La situation a profondément changé depuis 1914. La quasi-totalité des enfants est scolarisée jusqu’à 18 ans et plus. Certains élèves sont majeurs. Ils ont le droit de voter, de se marier, de faire des enfants, de s’engager dans l’armée et de s’y faire tuer. Comment leur interdire de parler politique ou religion, ce qui pour beaucoup d’entre eux (d’entre nous) revient souvent au même ? Les bruits du monde ne parvenaient dans la campagne française des années 1900 et même 1930 que par les journaux, pour qui le monde se limitait à la politique extérieure des alliés ou des ennemis de la France. Tous les élèves, quel que soit leur âge, voient maintenant au journal télévisé de 20 heures ceux qu’on leur présente toujours comme des juifs et des musulmans s’entretuer au Moyen-Orient. Ils voient les massacres de Bali et du Pakistan, le tchadri des femmes afghanes et le tchador des Iraniennes et des chiites irakiennes. Ils savent qu’au Nigeria une femme déclarée adultère a été condamnée à mourir par lapidation. Ils savent aussi qu’aux Philippines les évêques dictent leur loi et que le Pape refuse les mesures de prévention du SIDA les plus efficaces. Et l’on voudrait qu’ils ne parlent pas de cela dans leur établissement d’enseignement, là où ils passent l’essentiel de leur vie ? Seraient-ils schizophrènes au point de laisser ces sujets à la porte du lycée que le programme les leur rappellerait. Quel professeur peut leur parler du Cid sans évoquer la conquête musulmane et la Reconquête, de Polyeuct sans esquiver le problème du fondamentalisme, de Pascal sans prononcer le mot ” religion ” ?

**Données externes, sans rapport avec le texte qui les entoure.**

pub mod types;
pub mod utils;
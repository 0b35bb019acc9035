use chrono::Utc;
use sea_orm::{
    ActiveModelTrait, ColumnTrait, DatabaseConnection, EntityTrait, PaginatorTrait, QueryFilter,
    QueryOrder, Set,
};
use uuid::Uuid;

use crate::{errors::ServiceError, pagination::Pagination};
use models::user;

/// Partial update input; absent fields are left untouched.
#[derive(Debug, Default, Clone)]
pub struct UpdateUser {
    pub name: Option<String>,
    pub email: Option<String>,
}

/// Optional list filters: substring match on name, exact match on email.
#[derive(Debug, Default, Clone)]
pub struct UserFilter {
    pub name: Option<String>,
    pub email: Option<String>,
}

/// Create a new user.
pub async fn create_user(db: &DatabaseConnection, name: &str, email: &str) -> Result<user::Model, ServiceError> {
    let created = user::create(db, name, email).await?;
    Ok(created)
}

/// Get a user by id.
pub async fn get_user(db: &DatabaseConnection, id: Uuid) -> Result<user::Model, ServiceError> {
    user::Entity::find_by_id(id)
        .one(db)
        .await
        .map_err(ServiceError::from)?
        .ok_or_else(|| ServiceError::not_found("user"))
}

/// Apply a partial update. Provided fields are validated before anything is
/// written; `updated_at` is refreshed on every successful update while `id`
/// and `created_at` stay untouched.
pub async fn update_user(db: &DatabaseConnection, id: Uuid, changes: UpdateUser) -> Result<user::Model, ServiceError> {
    let existing = user::Entity::find_by_id(id)
        .one(db)
        .await
        .map_err(ServiceError::from)?
        .ok_or_else(|| ServiceError::not_found("user"))?;
    let mut am: user::ActiveModel = existing.into();
    if let Some(name) = changes.name.as_deref() {
        user::validate_name(name)?;
        am.name = Set(name.to_string());
    }
    if let Some(email) = changes.email.as_deref() {
        user::validate_email(email)?;
        am.email = Set(email.to_string());
    }
    am.updated_at = Set(Utc::now().into());
    let updated = am.update(db).await.map_err(ServiceError::from)?;
    Ok(updated)
}

/// Hard-delete a user; subsequent reads of the id fail with NotFound.
pub async fn delete_user(db: &DatabaseConnection, id: Uuid) -> Result<(), ServiceError> {
    let res = user::Entity::delete_by_id(id).exec(db).await.map_err(ServiceError::from)?;
    if res.rows_affected == 0 {
        return Err(ServiceError::not_found("user"));
    }
    Ok(())
}

/// List users ordered by creation time ascending (id breaks ties), bounded
/// by pagination. Each call issues an independent query, so the sequence is
/// restartable.
pub async fn list_users(
    db: &DatabaseConnection,
    filter: UserFilter,
    opts: Pagination,
) -> Result<Vec<user::Model>, ServiceError> {
    let (page_idx, per_page) = opts.clamp();
    let mut finder = user::Entity::find();
    if let Some(name) = filter.name.as_deref() {
        finder = finder.filter(user::Column::Name.contains(name));
    }
    if let Some(email) = filter.email.as_deref() {
        finder = finder.filter(user::Column::Email.eq(email));
    }
    let rows = finder
        .order_by_asc(user::Column::CreatedAt)
        .order_by_asc(user::Column::Id)
        .paginate(db, per_page)
        .fetch_page(page_idx)
        .await
        .map_err(ServiceError::from)?;
    Ok(rows)
}

#[cfg(test)]
mod tests {
    use super::*;
    use crate::test_support::get_db;

    fn unique_email(tag: &str) -> String {
        format!("{}_{}@example.com", tag, Uuid::new_v4())
    }

    #[tokio::test]
    async fn user_crud_roundtrip() -> Result<(), anyhow::Error> {
        if std::env::var("DATABASE_URL").is_err() {
            eprintln!("DATABASE_URL missing; skip user_crud_roundtrip");
            return Ok(());
        }
        let db = get_db().await?;

        let email = unique_email("crud");
        let created = create_user(&db, "a", &email).await?;
        assert_eq!(created.name, "a");
        assert_eq!(created.email, email);
        assert_eq!(created.created_at, created.updated_at);

        let found = get_user(&db, created.id).await?;
        assert_eq!(found.id, created.id);
        assert_eq!(found.name, "a");
        assert_eq!(found.email, email);

        let updated = update_user(
            &db,
            created.id,
            UpdateUser { name: Some("b".into()), email: None },
        )
        .await?;
        assert_eq!(updated.id, created.id);
        assert_eq!(updated.name, "b");
        assert_eq!(updated.email, email);
        assert_eq!(updated.created_at, created.created_at);
        assert!(updated.updated_at >= created.updated_at);

        delete_user(&db, created.id).await?;
        let after = get_user(&db, created.id).await;
        assert!(matches!(after, Err(ServiceError::NotFound(_))));

        Ok(())
    }

    #[tokio::test]
    async fn unknown_id_is_not_found() -> Result<(), anyhow::Error> {
        if std::env::var("DATABASE_URL").is_err() {
            eprintln!("DATABASE_URL missing; skip unknown_id_is_not_found");
            return Ok(());
        }
        let db = get_db().await?;
        let ghost = Uuid::new_v4();

        assert!(matches!(get_user(&db, ghost).await, Err(ServiceError::NotFound(_))));
        assert!(matches!(
            update_user(&db, ghost, UpdateUser { name: Some("x".into()), email: None }).await,
            Err(ServiceError::NotFound(_))
        ));
        assert!(matches!(delete_user(&db, ghost).await, Err(ServiceError::NotFound(_))));
        Ok(())
    }

    #[tokio::test]
    async fn create_rejects_bad_input_and_duplicates() -> Result<(), anyhow::Error> {
        if std::env::var("DATABASE_URL").is_err() {
            eprintln!("DATABASE_URL missing; skip create_rejects_bad_input_and_duplicates");
            return Ok(());
        }
        let db = get_db().await?;

        assert!(matches!(
            create_user(&db, "", "ok@example.com").await,
            Err(ServiceError::Validation(_))
        ));
        assert!(matches!(
            create_user(&db, "Bob", "not-an-email").await,
            Err(ServiceError::Validation(_))
        ));

        let email = unique_email("dup");
        let first = create_user(&db, "First", &email).await?;
        let second = create_user(&db, "Second", &email).await;
        assert!(matches!(second, Err(ServiceError::Conflict(_))));

        delete_user(&db, first.id).await?;
        Ok(())
    }

    #[tokio::test]
    async fn update_to_taken_email_is_conflict() -> Result<(), anyhow::Error> {
        if std::env::var("DATABASE_URL").is_err() {
            eprintln!("DATABASE_URL missing; skip update_to_taken_email_is_conflict");
            return Ok(());
        }
        let db = get_db().await?;

        let a = create_user(&db, "Holder", &unique_email("upd")).await?;
        let b = create_user(&db, "Mover", &unique_email("upd")).await?;

        let res = update_user(
            &db,
            b.id,
            UpdateUser { name: None, email: Some(a.email.clone()) },
        )
        .await;
        assert!(matches!(res, Err(ServiceError::Conflict(_))));

        // the failed update left b untouched
        let still = get_user(&db, b.id).await?;
        assert_eq!(still.email, b.email);
        assert_eq!(still.updated_at, b.updated_at);

        delete_user(&db, a.id).await?;
        delete_user(&db, b.id).await?;
        Ok(())
    }

    #[tokio::test]
    async fn list_orders_by_creation_and_filters() -> Result<(), anyhow::Error> {
        if std::env::var("DATABASE_URL").is_err() {
            eprintln!("DATABASE_URL missing; skip list_orders_by_creation_and_filters");
            return Ok(());
        }
        let db = get_db().await?;

        let tag = Uuid::new_v4().simple().to_string();
        let u1 = create_user(&db, &format!("list-{tag}-1"), &unique_email("list")).await?;
        let u2 = create_user(&db, &format!("list-{tag}-2"), &unique_email("list")).await?;
        let u3 = create_user(&db, &format!("list-{tag}-3"), &unique_email("list")).await?;

        let filter = UserFilter { name: Some(format!("list-{tag}")), email: None };
        let rows = list_users(&db, filter.clone(), Pagination::default()).await?;
        assert_eq!(rows.len(), 3);
        // creation order, no duplicate ids
        assert!(rows.windows(2).all(|w| w[0].created_at <= w[1].created_at));
        let ids: std::collections::HashSet<Uuid> = rows.iter().map(|r| r.id).collect();
        assert_eq!(ids.len(), 3);

        // exact email filter hits exactly one row
        let by_email = list_users(
            &db,
            UserFilter { name: None, email: Some(u2.email.clone()) },
            Pagination::default(),
        )
        .await?;
        assert_eq!(by_email.len(), 1);
        assert_eq!(by_email[0].id, u2.id);

        // pagination bounds the page size
        let page1 = list_users(&db, filter.clone(), Pagination { page: 1, per_page: 2 }).await?;
        assert_eq!(page1.len(), 2);
        let page2 = list_users(&db, filter, Pagination { page: 2, per_page: 2 }).await?;
        assert_eq!(page2.len(), 1);
        assert!(page1.iter().all(|r| r.id != page2[0].id));

        for u in [u1, u2, u3] {
            delete_user(&db, u.id).await?;
        }
        Ok(())
    }
}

Chacun sait qu’existent en France, et pas seulement dans les banlieues (le XIIIe arrondissement n’est pas en banlieue) des quartiers à dominante ethnique, des quasi-ghettos ethno-religieux marqués en outre par l’exclusion sociale. Ces regroupements semi-volontaires (les riches y échappent en général) ont toujours existé. Dans la France d’avant-guerre, il y avait des quartiers d’immigrés polono-catholiques, polono-juifs, italo-catholiques, etc. Les faibles se groupent pour se faciliter l’existence et cela arrange beaucoup les dominants. Mais avant-guerre, le lien avec la communauté d’origine se perdait plus vite : les gouvernements des pays d’émigration se désintéressaient de leurs émigrés ; la radio et la télévision de ces pays n’atteignaient pas la France. Aujourd’hui les gouvernements étrangers interviennent activement dans la vie des communautés. Les paraboles permettent de suivre facilement les émissions télévisées des pays d’origine. Or ces pays sont rarement laïques et leurs gouvernants trouvent avantage à entretenir la confusion, largement répandue, entre appartenance religieuse et appartenance nationale. La folie des nations considère -contre l’évidence, faut-il le dire ?- que tout Polonais est catholique, tout Grec chrétien orthodoxe, et pareillement tout Marocain musulman et tout juif partisan d’Israël. Comment s’étonner après cela que les jeunes Beurs se disent victimes d’exclusion non parce qu’ils sont fils d’immigrés mais parce qu’ils sont musulmans ; que les jeunes juifs se sentent menacés parce que juifs, non parce qu’ils soutiennent, ou sont considérés comme soutenant automatiquement la politique israélienne ? On ne peut demander à de jeunes adolescents d’abandonner leurs convictions, leur fierté et parfois leurs rancœurs lorsqu’ils entrent dans des collèges et des lycées que l’on a voulu largement ouverts sur la cité et où l’on pratique une pédagogie de participation active.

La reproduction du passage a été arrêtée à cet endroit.